Print the records exactly as given.

- [Collected data]:
_ _ _ _
impl<T: Copy> World<T> {
    pub fn new() -> Self {
        Self::with_cell_size(DEFAULT_CELL_SIZE)
    }

    pub fn with_cell_size(cell_size: f32) -> Self {
        Self {
            bodies: SlotMap::with_key(),
            grid: HashMap::new(),
            cell_size: cell_size.max(1.0),
        }
    }

    pub fn len(&self) -> usize {
        self.bodies.len()
    }

    pub fn is_empty(&self) -> bool {
        self.bodies.is_empty()
    }

    pub fn contains(&self, handle: BodyHandle) -> bool {
        self.bodies.contains_key(handle)
    }

    pub fn get(&self, handle: BodyHandle) -> Option<&Body<T>> {
        self.bodies.get(handle)
    }

    /// Add a body and index it
    pub fn insert(&mut self, mut body: Body<T>) -> BodyHandle {
        let cells = CellRange::of(&body.aabb(), self.cell_size);
        body.cells = cells;
        let handle = self.bodies.insert(body);
        for cell in cells.cells() {
            self.grid.entry(cell).or_default().push(handle);
        }
        handle
    }

    /// Remove a body. Removing an absent handle is a no-op returning `None`.
    pub fn remove(&mut self, handle: BodyHandle) -> Option<Body<T>> {
        let body = self.bodies.remove(handle)?;
        self.unindex(handle, body.cells);
        Some(body)
    }

    /// Drop every body
    pub fn clear(&mut self) {
        self.bodies.clear();
        self.grid.clear();
    }

    pub fn set_position(&mut self, handle: BodyHandle, position: Vec2) -> bool {
        let Some(body) = self.bodies.get_mut(handle) else {
            return false;
        };
        body.position = position;
        self.reindex(handle);
        true
    }

    pub fn translate(&mut self, handle: BodyHandle, delta: Vec2) -> bool {
        match self.bodies.get(handle) {
            Some(body) => {
                let position = body.position + delta;
                self.set_position(handle, position)
            }
            None => false,
        }
    }

    /// Rescale a box. Circles cannot be scaled and return `false`.
    pub fn set_scale(&mut self, handle: BodyHandle, scale: Vec2) -> bool {
        let Some(body) = self.bodies.get_mut(handle) else {
            return false;
        };
        if !matches!(body.shape, Shape::Rect { .. }) {
            return false;
        }
        body.scale = scale;
        self.reindex(handle);
        true
    }

    /// Every overlapping pair in the world, each reported once
    pub fn check_all(&self) -> Vec<Contact<T>> {
        let mut seen = HashSet::new();
        let mut contacts = Vec::new();

        for handles in self.grid.values() {
            for (i, &first) in handles.iter().enumerate() {
                for &second in &handles[i + 1..] {
                    let (a, b) = if first < second {
                        (first, second)
                    } else {
                        (second, first)
                    };
                    if !seen.insert((a, b)) {
                        continue;
                    }
                    if let Some(contact) = self.contact(a, b) {
                        contacts.push(contact);
                    }
                }
            }
        }

        contacts.sort_by(|x, y| (x.a, x.b).cmp(&(y.a, y.b)));
        contacts
    }

    /// Every body overlapping `handle`, with `handle` as `a`
    pub fn check_one(&self, handle: BodyHandle) -> Vec<Contact<T>> {
        let Some(body) = self.bodies.get(handle) else {
            return Vec::new();
        };

        let mut seen = HashSet::new();
        let mut contacts = Vec::new();
        for cell in body.cells.cells() {
            let Some(handles) = self.grid.get(&cell) else {
                continue;
            };
            for &other in handles {
                if other == handle || !seen.insert(other) {
                    continue;
                }
                if let Some(contact) = self.contact(handle, other) {
                    contacts.push(contact);
                }
            }
        }

        contacts.sort_by_key(|c| c.b);
        contacts
    }

    pub fn overlaps_any(&self, handle: BodyHandle) -> bool {
        !self.check_one(handle).is_empty()
    }

    fn contact(&self, a: BodyHandle, b: BodyHandle) -> Option<Contact<T>> {
        let body_a = self.bodies.get(a)?;
        let body_b = self.bodies.get(b)?;
        let overlap = overlap(body_a, body_b)?;
        Some(Contact {
            a,
            b,
            a_tag: body_a.tag,
            b_tag: body_b.tag,
            overlap,
        })
    }

    fn reindex(&mut self, handle: BodyHandle) {
        let Some(body) = self.bodies.get_mut(handle) else {
            return;
        };
        let cells = CellRange::of(&body.aabb(), self.cell_size);
        if cells == body.cells {
            return;
        }
        let old = std::mem::replace(&mut body.cells, cells);
        self.unindex(handle, old);
        for cell in cells.cells() {
            self.grid.entry(cell).or_default().push(handle);
        }
    }

    fn unindex(&mut self, handle: BodyHandle, cells: CellRange) {
        for cell in cells.cells() {
            if let Some(handles) = self.grid.get_mut(&cell) {
                handles.retain(|&h| h != handle);
                if handles.is_empty() {
                    self.grid.remove(&cell);
                }
            }
        }
    }
}

/// Minimum translation vector between two bodies, if they overlap
pub fn overlap<T>(a: &Body<T>, b: &Body<T>) -> Option<Vec2> {
    match (a.shape, b.shape) {
        (Shape::Rect { .. }, Shape::Rect { .. }) => rect_rect(a.aabb(), b.aabb()),
        (Shape::Circle { radius: ra }, Shape::Circle { radius: rb }) => {
            circle_circle(a.position, ra, b.position, rb)
        }
        (Shape::Rect { .. }, Shape::Circle { radius }) => rect_circle(a.aabb(), b.position, radius),
        (Shape::Circle { radius }, Shape::Rect { .. }) => {
            rect_circle(b.aabb(), a.position, radius).map(|v| -v)
        }
    }
}

/// Box vs box along the axis of least penetration
pub fn rect_rect(a: Aabb, b: Aabb) -> Option<Vec2> {
    if !a.overlaps(&b) {
        return None;
    }
    let ox = a.max.x.min(b.max.x) - a.min.x.max(b.min.x);
    let oy = a.max.y.min(b.max.y) - a.min.y.max(b.min.y);
    let (ca, cb) = (a.center(), b.center());

    if ox < oy {
        let sign = if ca.x <= cb.x { 1.0 } else { -1.0 };
        Some(Vec2::new(ox * sign, 0.0))
    } else {
        let sign = if ca.y <= cb.y { 1.0 } else { -1.0 };
        Some(Vec2::new(0.0, oy * sign))
    }
}

pub fn circle_circle(ca: Vec2, ra: f32, cb: Vec2, rb: f32) -> Option<Vec2> {
    let d = cb - ca;
    let dist = d.length();
    let depth = ra + rb - dist;
    if depth <= 0.0 {
        return None;
    }
    let dir = if dist > f32::EPSILON { d / dist } else { Vec2::Y };
    Some(dir * depth)
}

/// Box vs circle; the result pushes the circle out of the box
pub fn rect_circle(rect: Aabb, center: Vec2, radius: f32) -> Option<Vec2> {
    let closest = center.clamp(rect.min, rect.max);
    let d = center - closest;
    let dist_sq = d.length_squared();

    if dist_sq > 0.0 {
        if dist_sq >= radius * radius {
            return None;
        }
        let dist = dist_sq.sqrt();
        return Some(d / dist * (radius - dist));
    }

    // Centre inside the box: exit through the nearest face
    let faces = [
        (center.x - rect.min.x, Vec2::NEG_X),
        (rect.max.x - center.x, Vec2::X),
        (center.y - rect.min.y, Vec2::NEG_Y),
        (rect.max.y - center.y, Vec2::Y),
    ];
    let (depth, normal) = faces
        .into_iter()
        .min_by(|x, y| x.0.total_cmp(&y.0))
        .unwrap_or((0.0, Vec2::Y));
    Some(normal * (depth + radius))
}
_ _ _ _
- [REPLY TO THE TASK]:
impl<T: Copy> World<T> {
    pub fn new() -> Self {
        Self::with_cell_size(DEFAULT_CELL_SIZE)
    }

    pub fn with_cell_size(cell_size: f32) -> Self {
        Self {
            bodies: SlotMap::with_key(),
            grid: HashMap::new(),
            cell_size: cell_size.max(1.0),
        }
    }

    pub fn len(&self) -> usize {
        self.bodies.len()
    }

    pub fn is_empty(&self) -> bool {
        self.bodies.is_empty()
    }

    pub fn contains(&self, handle: BodyHandle) -> bool {
        self.bodies.contains_key(handle)
    }

    pub fn get(&self, handle: BodyHandle) -> Option<&Body<T>> {
        self.bodies.get(handle)
    }

    /// Add a body and index it
    pub fn insert(&mut self, mut body: Body<T>) -> BodyHandle {
        let cells = CellRange::of(&body.aabb(), self.cell_size);
        body.cells = cells;
        let handle = self.bodies.insert(body);
        for cell in cells.cells() {
            self.grid.entry(cell).or_default().push(handle);
        }
        handle
    }

    /// Remove a body. Removing an absent handle is a no-op returning `None`.
    pub fn remove(&mut self, handle: BodyHandle) -> Option<Body<T>> {
        let body = self.bodies.remove(handle)?;
        self.unindex(handle, body.cells);
        Some(body)
    }

    /// Drop every body
    pub fn clear(&mut self) {
        self.bodies.clear();
        self.grid.clear();
    }

    pub fn set_position(&mut self, handle: BodyHandle, position: Vec2) -> bool {
        let Some(body) = self.bodies.get_mut(handle) else {
            return false;
        };
        body.position = position;
        self.reindex(handle);
        true
    }

    pub fn translate(&mut self, handle: BodyHandle, delta: Vec2) -> bool {
        match self.bodies.get(handle) {
            Some(body) => {
                let position = body.position + delta;
                self.set_position(handle, position)
            }
            None => false,
        }
    }

    /// Rescale a box. Circles cannot be scaled and return `false`.
    pub fn set_scale(&mut self, handle: BodyHandle, scale: Vec2) -> bool {
        let Some(body) = self.bodies.get_mut(handle) else {
            return false;
        };
        if !matches!(body.shape, Shape::Rect { .. }) {
            return false;
        }
        body.scale = scale;
        self.reindex(handle);
        true
    }

    /// Every overlapping pair in the world, each reported once
    pub fn check_all(&self) -> Vec<Contact<T>> {
        let mut seen = HashSet::new();
        let mut contacts = Vec::new();

        for handles in self.grid.values() {
            for (i, &first) in handles.iter().enumerate() {
                for &second in &handles[i + 1..] {
                    let (a, b) = if first < second {
                        (first, second)
                    } else {
                        (second, first)
                    };
                    if !seen.insert((a, b)) {
                        continue;
                    }
                    if let Some(contact) = self.contact(a, b) {
                        contacts.push(contact);
                    }
                }
            }
        }

        contacts.sort_by(|x, y| (x.a, x.b).cmp(&(y.a, y.b)));
        contacts
    }

    /// Every body overlapping `handle`, with `handle` as `a`
    pub fn check_one(&self, handle: BodyHandle) -> Vec<Contact<T>> {
        let Some(body) = self.bodies.get(handle) else {
            return Vec::new();
        };

        let mut seen = HashSet::new();
        let mut contacts = Vec::new();
        for cell in body.cells.cells() {
            let Some(handles) = self.grid.get(&cell) else {
                continue;
            };
            for &other in handles {
                if other == handle || !seen.insert(other) {
                    continue;
                }
                if let Some(contact) = self.contact(handle, other) {
                    contacts.push(contact);
                }
            }
        }

        contacts.sort_by_key(|c| c.b);
        contacts
    }

    pub fn overlaps_any(&self, handle: BodyHandle) -> bool {
        !self.check_one(handle).is_empty()
    }

    fn contact(&self, a: BodyHandle, b: BodyHandle) -> Option<Contact<T>> {
        let body_a = self.bodies.get(a)?;
        let body_b = self.bodies.get(b)?;
        let overlap = overlap(body_a, body_b)?;
        Some(Contact {
            a,
            b,
            a_tag: body_a.tag,
            b_tag: body_b.tag,
            overlap,
        })
    }

    fn reindex(&mut self, handle: BodyHandle) {
        let Some(body) = self.bodies.get_mut(handle) else {
            return;
        };
        let cells = CellRange::of(&body.aabb(), self.cell_size);
        if cells == body.cells {
            return;
        }
        let old = std::mem::replace(&mut body.cells, cells);
        self.unindex(handle, old);
        for cell in cells.cells() {
            self.grid.entry(cell).or_default().push(handle);
        }
    }

    fn unindex(&mut self, handle: BodyHandle, cells: CellRange) {
        for cell in cells.cells() {
            if let Some(handles) = self.grid.get_mut(&cell) {
                handles.retain(|&h| h != handle);
                if handles.is_empty() {
                    self.grid.remove(&cell);
                }
            }
        }
    }
}

/// Minimum translation vector between two bodies, if they overlap
pub fn overlap<T>(a: &Body<T>, b: &Body<T>) -> Option<Vec2> {
    match (a.shape, b.shape) {
        (Shape::Rect { .. }, Shape::Rect { .. }) => rect_rect(a.aabb(), b.aabb()),
        (Shape::Circle { radius: ra }, Shape::Circle { radius: rb }) => {
            circle_circle(a.position, ra, b.position, rb)
        }
        (Shape::Rect { .. }, Shape::Circle { radius }) => rect_circle(a.aabb(), b.position, radius),
        (Shape::Circle { radius }, Shape::Rect { .. }) => {
            rect_circle(b.aabb(), a.position, radius).map(|v| -v)
        }
    }
}

/// Box vs box along the axis of least penetration
pub fn rect_rect(a: Aabb, b: Aabb) -> Option<Vec2> {
    if !a.overlaps(&b) {
        return None;
    }
    let ox = a.max.x.min(b.max.x) - a.min.x.max(b.min.x);
    let oy = a.max.y.min(b.max.y) - a.min.y.max(b.min.y);
    let (ca, cb) = (a.center(), b.center());

    if ox < oy {
        let sign = if ca.x <= cb.x { 1.0 } else { -1.0 };
        Some(Vec2::new(ox * sign, 0.0))
    } else {
        let sign = if ca.y <= cb.y { 1.0 } else { -1.0 };
        Some(Vec2::new(0.0, oy * sign))
    }
}

pub fn circle_circle(ca: Vec2, ra: f32, cb: Vec2, rb: f32) -> Option<Vec2> {
    let d = cb - ca;
    let dist = d.length();
    let depth = ra + rb - dist;
    if depth <= 0.0 {
        return None;
    }
    let dir = if dist > f32::EPSILON { d / dist } else { Vec2::Y };
    Some(dir * depth)
}

/// Box vs circle; the result pushes the circle out of the box
pub fn rect_circle(rect: Aabb, center: Vec2, radius: f32) -> Option<Vec2> {
    let closest = center.clamp(rect.min, rect.max);
    let d = center - closest;
    let dist_sq = d.length_squared();

    if dist_sq > 0.0 {
        if dist_sq >= radius * radius {
            return None;
        }
        let dist = dist_sq.sqrt();
        return Some(d / dist * (radius - dist));
    }

    // Centre inside the box: exit through the nearest face
    let faces = [
        (center.x - rect.min.x, Vec2::NEG_X),
        (rect.max.x - center.x, Vec2::X),
        (center.y - rect.min.y, Vec2::NEG_Y),
        (rect.max.y - center.y, Vec2::Y),
    ];
    let (depth, normal) = faces
        .into_iter()
        .min_by(|x, y| x.0.total_cmp(&y.0))
        .unwrap_or((0.0, Vec2::Y));
    Some(normal * (depth + radius))
}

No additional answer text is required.